The Edon copper-gold occurrence is located in the southern portion of the area, where a 1 km χ 1.5 km gossan consisting of strong pyrite and quartz alteration occurs within a well-developed zone of propylitic alteration marked by chlorite, epidote, and pyrite. Chalcopyrite and molybdenite have been reported in the area (Ash, MacDonald, and Friedman, 1997; Mehner and Dunlop, 2010). In the north part of the area, the historical Mabon copper-gold occurrence was discovered by Chris Ash in 1997 on the northern flank of Ehahcezetle Mountain, south of Mabon Creek, where a sample of quartz-sericite-pyrite altered rock assayed 0.33% Cu and 0.42 g/t Au (Ash, MacDonald, and Friedman, 1997). It was demonstrated that the Mabon mineralized alteration zone (Mabon Zone) contains two principal types of porphyry copper-gold mineralization.
Methodology
Lithogeochemical techniques are valuable exploration tools for many porphyry and massive sulphide deposits, particularly for deeply buried systems. The standard lithogeochemical techniques identify primary alteration zones directly associated with the formation of deposits, although they do not generally distinguish whether a dispersion halo anomaly is primary, secondary, or tertiary. However, like surficial methods, various extraction methods or differential thermal analysis can potentially discriminate between primary, secondary, and tertiary dispersion haloes. Regardless of the anomaly, the dispersion haloes are useful for deep exploration because they can extend well beyond any noticeable primary alteration system.

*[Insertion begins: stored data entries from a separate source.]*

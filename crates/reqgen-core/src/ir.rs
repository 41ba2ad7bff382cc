/// Whether a parameter position exists, and if so whether it may be omitted.
///
/// `Absent` is a lookup result, not a declaration: it means "no such
/// parameter at all", which templating must treat differently from an
/// optional parameter (no `?` suffix to emit, no fallback to inject).
#[derive(Debug, Clone, Copy, PartialEq, Eq)]
pub enum Requiredness {
    Required,
    Optional,
    Absent,
}

impl Requiredness {
    pub fn from_required(required: bool) -> Self {
        if required {
            Requiredness::Required
        } else {
            Requiredness::Optional
        }
    }

    pub fn is_optional(self) -> bool {
        self == Requiredness::Optional
    }

    /// The `?` suffix for signatures and interface fields.
    pub fn marker(self) -> &'static str {
        match self {
            Requiredness::Optional => "?",
            _ => "",
        }
    }
}

/// One named, typed position: a function parameter or an interface field.
#[derive(Debug, Clone, PartialEq)]
pub struct StatementField {
    pub name: String,
    pub type_expr: Option<String>,
    pub requiredness: Requiredness,
    pub description: Option<String>,
}

impl StatementField {
    pub fn new(name: impl Into<String>, type_expr: impl Into<String>) -> Self {
        StatementField {
            name: name.into(),
            type_expr: Some(type_expr.into()),
            requiredness: Requiredness::Required,
            description: None,
        }
    }

    pub fn optional(mut self) -> Self {
        self.requiredness = Requiredness::Optional;
        self
    }

    pub fn with_description(mut self, description: Option<String>) -> Self {
        self.description = description;
        self
    }
}

/// The requiredness of `name` within `fields`, `Absent` when missing.
pub fn requiredness_of(fields: &[StatementField], name: &str) -> Requiredness {
    fields
        .iter()
        .find(|f| f.name == name)
        .map(|f| f.requiredness)
        .unwrap_or(Requiredness::Absent)
}

/// An `import` statement.
#[derive(Debug, Clone, Default, PartialEq)]
pub struct Import {
    pub default_name: Option<String>,
    /// `import * as <name>` / `import type * as <name>`.
    pub namespace: Option<String>,
    pub named: Vec<String>,
    /// Named imports rendered with an inline `type` keyword.
    pub type_named: Vec<String>,
    /// Render the whole statement as `import type`.
    pub type_only: bool,
    pub from: String,
}

/// A `const` binding.
#[derive(Debug, Clone, PartialEq)]
pub struct Variable {
    pub name: String,
    pub type_expr: Option<String>,
    pub value: String,
    pub export: bool,
}

/// A generated function: doc lines, signature fields, and body lines.
#[derive(Debug, Clone, Default, PartialEq)]
pub struct Function {
    pub name: String,
    pub doc: Vec<String>,
    pub params: Vec<StatementField>,
    pub return_type: Option<String>,
    pub body: Vec<String>,
    pub export: bool,
}

/// A generated interface declaration.
#[derive(Debug, Clone, PartialEq)]
pub struct Interface {
    pub name: String,
    pub doc: Vec<String>,
    pub fields: Vec<StatementField>,
    pub export: bool,
}

/// A `type X = ...` alias.
#[derive(Debug, Clone, PartialEq)]
pub struct TypeAlias {
    pub name: String,
    pub doc: Vec<String>,
    pub value: String,
    pub export: bool,
}

/// A named output-file bucket.
#[derive(Debug, Clone, Copy, PartialEq, Eq, Hash)]
pub enum Scope {
    /// The request-functions file.
    Main,
    /// The type-declarations file.
    Type,
    /// The hooks file, populated only by hook-emitting presets.
    Api,
}

/// Accumulated nodes for one scope. Append-only during parsing; the
/// compiler reads it once, in group order.
#[derive(Debug, Clone, Default, PartialEq)]
pub struct Graph {
    pub comments: Vec<String>,
    pub imports: Vec<Import>,
    pub variables: Vec<Variable>,
    pub functions: Vec<Function>,
    pub interfaces: Vec<Interface>,
    pub typings: Vec<TypeAlias>,
}

impl Graph {
    pub fn is_empty(&self) -> bool {
        self.comments.is_empty()
            && self.imports.is_empty()
            && self.variables.is_empty()
            && self.functions.is_empty()
            && self.interfaces.is_empty()
            && self.typings.is_empty()
    }

    /// Names of every interface and type alias declared in this graph.
    pub fn declared_type_names(&self) -> Vec<String> {
        self.interfaces
            .iter()
            .map(|i| i.name.clone())
            .chain(self.typings.iter().map(|t| t.name.clone()))
            .collect()
    }
}

/// One graph per scope, exclusively owned by a single pipeline run.
#[derive(Debug, Clone, Default, PartialEq)]
pub struct Graphs {
    pub main: Graph,
    pub types: Graph,
    pub api: Graph,
}

impl Graphs {
    pub fn new() -> Self {
        Graphs::default()
    }

    pub fn scope(&self, scope: Scope) -> &Graph {
        match scope {
            Scope::Main => &self.main,
            Scope::Type => &self.types,
            Scope::Api => &self.api,
        }
    }

    pub fn scope_mut(&mut self, scope: Scope) -> &mut Graph {
        match scope {
            Scope::Main => &mut self.main,
            Scope::Type => &mut self.types,
            Scope::Api => &mut self.api,
        }
    }
}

An important point that should be considered in the interpretation of residual secondary geochemical haloes is the erosion level of a mineral deposit, since this affects the size and extent of anomalies in soil. This point has been conceptualized by different examples, variously known as the blind economic mineralization, outcropping economic mineralization, and dispersed mineralization zone models (Beus and Grigorian, 1977; Ovchinnikov and Grigorian, 1978; Solovov, 1987). Soil anomalies associated with outcropping economic mineralization would normally be stronger than those associated with blind mineralization, and they may be erroneously assumed to be more promising than others, unless the erosion levels are taken into account. Soil anomalies based on the dispersed mineralization zone model may well be similar in intensity to those associated with blind mineralization.
Soil samples
The geochemical indices for evaluation of the newly discovered anomalies are derived through studies of the primary geochemical haloes of typical ore deposits. Residual secondary soil haloes in most cases are well correlated in composition and structure with the orebodies and primary haloes that have generated them. Their successful use is related to the landscape-geochemical conditions in the ore regions.
In the NRPD study area, geochemical sampling of residual secondary haloes (as the most correlated composition with primary haloes) was carried out using a mattock, shovel, or auger to reach an appropriate depth to obtain adequate soil samples from the 'B' horizon. Line spacing varied from 200 m to 100 m and 50 m from north to the south. The location map of the soil samples is shown in Figure 5.
Statistical analysis and probability plot modelling
In geochemical prospecting, it is not always possible to solve a problem by studying only one element. It is common for a set of variables to interact and associate. In this case, it is necessary to study several elements together, or even other variables representative of geological or environmental phenomena. The soil samples in the current study were analysed for 36 elements by inductively coupled plasma mass spectrometry (ICP-MS). Some major elements that are indicative of the general geochemical character of the deposits and which were incorporated into the statistical analysis included Cu, Pb, Mo, Zn, Au, Ag, As, Sb, Bi, Fe, Mn, Ni, Co, Sr, Cr, Ba, and V. These elements might have a relationship with the probable Cu-Mo (Au) porphyry mineralization. Cu, Mo, Pb, and Zn were used for calculating linear productivity. The statistical parameters for soil data are listed in Table I. The frequency distributions of the data for elements that were used to calculate linear productivity are presented in Figure 6. As can be seen, the histograms show lognormal distributions and positive skewness for all four elements.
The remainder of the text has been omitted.